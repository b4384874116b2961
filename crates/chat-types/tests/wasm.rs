//! WASM-target tests for chat-types.
//!
//! Mirrors a subset of the native unit tests under wasm32-unknown-unknown
//! via `wasm-pack test --node`. Id generation goes through the `js` feature
//! of uuid here, so it is worth exercising on the real target.

use wasm_bindgen_test::*;

use chat_types::config::*;
use chat_types::conversation::*;
use chat_types::error::*;
use chat_types::message::*;
use chat_types::route::*;

// ─── Message Tests ───────────────────────────────────────

#[wasm_bindgen_test]
fn message_user_has_timestamp() {
    let msg = Message::user("Hi there");
    assert_eq!(msg.role, Role::User);
    assert!(msg.timestamp.is_some());
}

#[wasm_bindgen_test]
fn message_placeholder_is_streaming() {
    let msg = Message::assistant_placeholder();
    assert!(msg.streaming);
    assert!(msg.content.is_empty());
}

#[wasm_bindgen_test]
fn generated_ids_are_unique() {
    assert_ne!(MessageId::generate(), MessageId::generate());
    assert_ne!(ConversationId::generate(), ConversationId::generate());
}

// ─── Conversation Tests ──────────────────────────────────

#[wasm_bindgen_test]
fn summary_display_title() {
    let s = ConversationSummary::new(ConversationId::from("c"), "x".repeat(40));
    assert!(s.display_title().ends_with("..."));
}

#[wasm_bindgen_test]
fn streaming_state_roundtrip() {
    let mut state = StreamingState::default();
    state.start(MessageId::from("m"));
    assert!(state.is_streaming);
    state.clear();
    assert!(!state.is_streaming);
}

// ─── Route Tests ─────────────────────────────────────────

#[wasm_bindgen_test]
fn route_parse_and_render() {
    assert_eq!("/chat/new".parse::<Route>().unwrap(), Route::New);
    let route: Route = "/chat/c1".parse().unwrap();
    assert_eq!(route.path(), "/chat/c1");
    assert!("/other".parse::<Route>().is_err());
}

// ─── Config / Error Tests ────────────────────────────────

#[wasm_bindgen_test]
fn config_endpoint() {
    let config = ClientConfig::default();
    assert_eq!(config.endpoint("/conversations"), "http://localhost:8000/api/conversations");
}

#[wasm_bindgen_test]
fn error_display() {
    assert_eq!(ChatError::Stream("closed".to_string()).to_string(), "Stream error: closed");
}
//! Chat App: WASM entry point.
//!
//! This crate is the composition root. It reads the build-time config,
//! assembles the browser adapters and hands the controller to the egui UI.

mod app;

use chat_types::config::ClientConfig;
use wasm_bindgen::prelude::*;
use wasm_bindgen::JsCast;

const CANVAS_ID: &str = "chat_canvas";

/// WASM entry point: called from index.html
#[wasm_bindgen(start)]
pub fn main() -> Result<(), JsValue> {
    wasm_logger::init(wasm_logger::Config::default());
    log::info!("Chat client starting...");

    let config = ClientConfig::from_build_env();
    config
        .validate()
        .map_err(|e| JsValue::from_str(&e.to_string()))?;
    log::info!("API base: {}", config.api_base);

    let canvas = web_sys::window()
        .and_then(|w| w.document())
        .and_then(|d| d.get_element_by_id(CANVAS_ID))
        .ok_or_else(|| JsValue::from_str(&format!("No canvas element with id '{}'", CANVAS_ID)))?
        .dyn_into::<web_sys::HtmlCanvasElement>()
        .map_err(|_| JsValue::from_str("Element is not a canvas"))?;

    let web_options = eframe::WebOptions::default();
    wasm_bindgen_futures::spawn_local(async move {
        let started = eframe::WebRunner::new()
            .start(
                canvas,
                web_options,
                Box::new(move |cc| Ok(Box::new(app::ChatApp::new(cc, config)))),
            )
            .await;
        if let Err(e) = started {
            log::error!("Failed to start eframe: {:?}", e);
        }
    });
    Ok(())
}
• • •
What the exercise asks:
From the records above, retype only the lines starting at the line that contains "let route: Route" and ending at the line that contains "#[wasm_bindgen(start)]", both included.

Result below:
    let route: Route = "/chat/c1".parse().unwrap();
    assert_eq!(route.path(), "/chat/c1");
    assert!("/other".parse::<Route>().is_err());
}

// ─── Config / Error Tests ────────────────────────────────

#[wasm_bindgen_test]
fn config_endpoint() {
    let config = ClientConfig::default();
    assert_eq!(config.endpoint("/conversations"), "http://localhost:8000/api/conversations");
}

#[wasm_bindgen_test]
fn error_display() {
    assert_eq!(ChatError::Stream("closed".to_string()).to_string(), "Stream error: closed");
}
//! Chat App: WASM entry point.
//!
//! This crate is the composition root. It reads the build-time config,
//! assembles the browser adapters and hands the controller to the egui UI.

mod app;

use chat_types::config::ClientConfig;
use wasm_bindgen::prelude::*;
use wasm_bindgen::JsCast;

const CANVAS_ID: &str = "chat_canvas";

/// WASM entry point: called from index.html
#[wasm_bindgen(start)]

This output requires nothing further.